I men the circa 200-2001 models used by the Saturn team for a while.


----------



## wim (Feb 28, 2005)

*Right.*

Those are the frames I'm talking about. The one I rode from 1999-2002 was very stiff and responsive. It wasn't plush by any stretch of the imagination, but people didn't buy them for charity rides. These were no-nonsense, fast race frames that got the job done and didn't cost a fortune. If you trashed one, you just bought another and transfered the parts. For some reason, I couldn't make mine climb well. Not the fault of the frame as such of course. But I could never get 100% positioned on it, and when climbing I need to to have everything just so. I've got short legs and a very long upper body.

As to the sneaky "new" - I suppose you could call that somewhat deceiving. But if these frames were never built up and are in excellent condition, no harm done. I don't believe the current Lemond aluminum frames (even if they have CF stays) are any better or worse than these older ones.

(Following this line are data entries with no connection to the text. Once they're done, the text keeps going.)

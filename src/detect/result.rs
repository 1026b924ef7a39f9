use serde::{Deserialize, Deserializer, Serialize};
use std::fmt;

/// Structured result returned by the detection service for one media file.
///
/// Every field is optional on the wire. Counts default to zero, `null` is
/// treated the same as an absent key, and unknown keys are ignored.
#[derive(Clone, Debug, Default, Deserialize, Serialize, PartialEq)]
pub struct DetectionResult {
    #[serde(default, deserialize_with = "null_as_default")]
    pub violations: u64,
    #[serde(default, deserialize_with = "null_as_default")]
    pub compliant: u64,
    #[serde(default, deserialize_with = "null_as_default")]
    pub total_detections: u64,
    /// Media length in seconds (video only).
    #[serde(default, rename = "video_duration", skip_serializing_if = "Option::is_none")]
    pub video_duration_s: Option<f64>,
    /// Violation intervals as reported; may be unsorted, overlapping or out of range.
    #[serde(default, skip_serializing_if = "Option::is_none")]
    pub violation_periods: Option<Vec<ViolationPeriod>>,
    #[serde(default, skip_serializing_if = "Option::is_none")]
    pub personnel_details: Option<Vec<PersonRecord>>,
    /// Mean confidence over counted tracks, 0..=1. Zero is a real value.
    #[serde(default, skip_serializing_if = "Option::is_none")]
    pub overall_confidence: Option<f64>,
    /// Percentage of frames the detector ran on, 0..=100.
    #[serde(default, skip_serializing_if = "Option::is_none")]
    pub frame_coverage: Option<f64>,
    #[serde(default, skip_serializing_if = "Option::is_none")]
    pub unique_people_tracked: Option<u64>,
    #[serde(default, skip_serializing_if = "Option::is_none")]
    pub filtered_tracks: Option<u64>,
    #[serde(default, skip_serializing_if = "Option::is_none")]
    pub frames_processed: Option<u64>,
    #[serde(default, skip_serializing_if = "Option::is_none")]
    pub fps: Option<f64>,
    /// File name of the annotated still, served under `/annotated/images/`.
    #[serde(default, skip_serializing_if = "Option::is_none")]
    pub annotated_image: Option<String>,
    /// File name of the annotated clip, served under `/annotated/videos/`.
    #[serde(default, skip_serializing_if = "Option::is_none")]
    pub annotated_video: Option<String>,
}

impl DetectionResult {
    pub fn violation_periods(&self) -> &[ViolationPeriod] {
        self.violation_periods.as_deref().unwrap_or_default()
    }

    pub fn personnel(&self) -> &[PersonRecord] {
        self.personnel_details.as_deref().unwrap_or_default()
    }

    /// Person records classified as violations, in reported order.
    pub fn violators(&self) -> impl Iterator<Item = &PersonRecord> {
        self.personnel()
            .iter()
            .filter(|person| person.classification.is_violation())
    }
}

/// A closed interval, in seconds from media start, during which a tracked
/// worker was classified as non-compliant.
#[derive(Clone, Debug, Default, Deserialize, Serialize, PartialEq)]
pub struct ViolationPeriod {
    #[serde(default, deserialize_with = "null_as_default")]
    pub start: f64,
    #[serde(default, deserialize_with = "null_as_default")]
    pub end: f64,
    #[serde(default, skip_serializing_if = "Option::is_none")]
    pub track_id: Option<TrackId>,
}

impl ViolationPeriod {
    pub fn new(start: f64, end: f64) -> Self {
        Self {
            start,
            end,
            track_id: None,
        }
    }

    pub fn length_s(&self) -> f64 {
        self.end - self.start
    }
}

/// Per-track classification summary produced by the tracker.
#[derive(Clone, Debug, Deserialize, Serialize, PartialEq)]
pub struct PersonRecord {
    /// Absent when the tracker lost the identity; the record is still reported.
    #[serde(
        default,
        deserialize_with = "null_as_default",
        skip_serializing_if = "Option::is_none"
    )]
    pub track_id: Option<TrackId>,
    #[serde(default, deserialize_with = "null_as_default")]
    pub classification: Classification,
    /// Seconds between first and last appearance.
    #[serde(default, deserialize_with = "null_as_default")]
    pub duration: f64,
    #[serde(default, skip_serializing_if = "Option::is_none")]
    pub first_appearance: Option<f64>,
    #[serde(default, skip_serializing_if = "Option::is_none")]
    pub last_appearance: Option<f64>,
    #[serde(default, deserialize_with = "null_as_default")]
    pub confidence: f64,
    #[serde(default, deserialize_with = "null_as_default")]
    pub observations: u64,
    #[serde(default, deserialize_with = "null_as_default")]
    pub video_percentage: f64,
}

#[derive(Clone, Copy, Debug, Default, Deserialize, Serialize, PartialEq, Eq)]
#[serde(rename_all = "snake_case")]
pub enum Classification {
    Violation,
    Compliant,
    #[default]
    #[serde(other)]
    Unknown,
}

impl Classification {
    pub fn is_violation(self) -> bool {
        self == Classification::Violation
    }
}

/// Tracker identity. The service emits integers but string ids are accepted.
#[derive(Clone, Debug, Deserialize, Serialize, PartialEq, Eq)]
#[serde(untagged)]
pub enum TrackId {
    Number(i64),
    Text(String),
}

impl fmt::Display for TrackId {
    fn fmt(&self, f: &mut fmt::Formatter<'_>) -> fmt::Result {
        match self {
            TrackId::Number(id) => write!(f, "{}", id),
            TrackId::Text(id) => f.write_str(id),
        }
    }
}

fn null_as_default<'de, D, T>(deserializer: D) -> Result<T, D::Error>
where
    D: Deserializer<'de>,
    T: Default + Deserialize<'de>,
{
    Ok(Option::<T>::deserialize(deserializer)?.unwrap_or_default())
}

BTW, where are they? Did the auction end?.


----------



## Blue Sugar (Jun 14, 2005)

Go to "Lemond" in category "sporting goods" and you'll find them. The seller is in Wheaton, Illinois.

They don't ride well? Maybe I'll buy an 853 Zurich frame instead.


----------



## wim (Feb 28, 2005)

Thanks for the info, appreciate it.

The frames ride fine, but I never cared about about a bike riding "plush." So perhaps it's a case of "great frame for me, but you may not agree."

I cut my cycling teeth on rock-hard leather saddles, toe-clips and straps and Benotto bar tape (which is like wrapping your bars in Saran Wrap.) If I wanted "plush" in those days, I would have had to choose a different sport. Plush is still last on my list of priorities, but of course that doesn't mean it should also be last on yours.


----------



## dagger (Jul 22, 2004)

*Alpe D'Huez*

Great frame but I am afraid that fork has been replaced. OEM fork is a "Lemond" made by Bontrager. A nice seat, good wheels, and bars make an aluminum frame very nice to ride. If the seatstays aren't carbon then it's an older frame. I have over 4000 miles on my Alpe D'Huez.


----------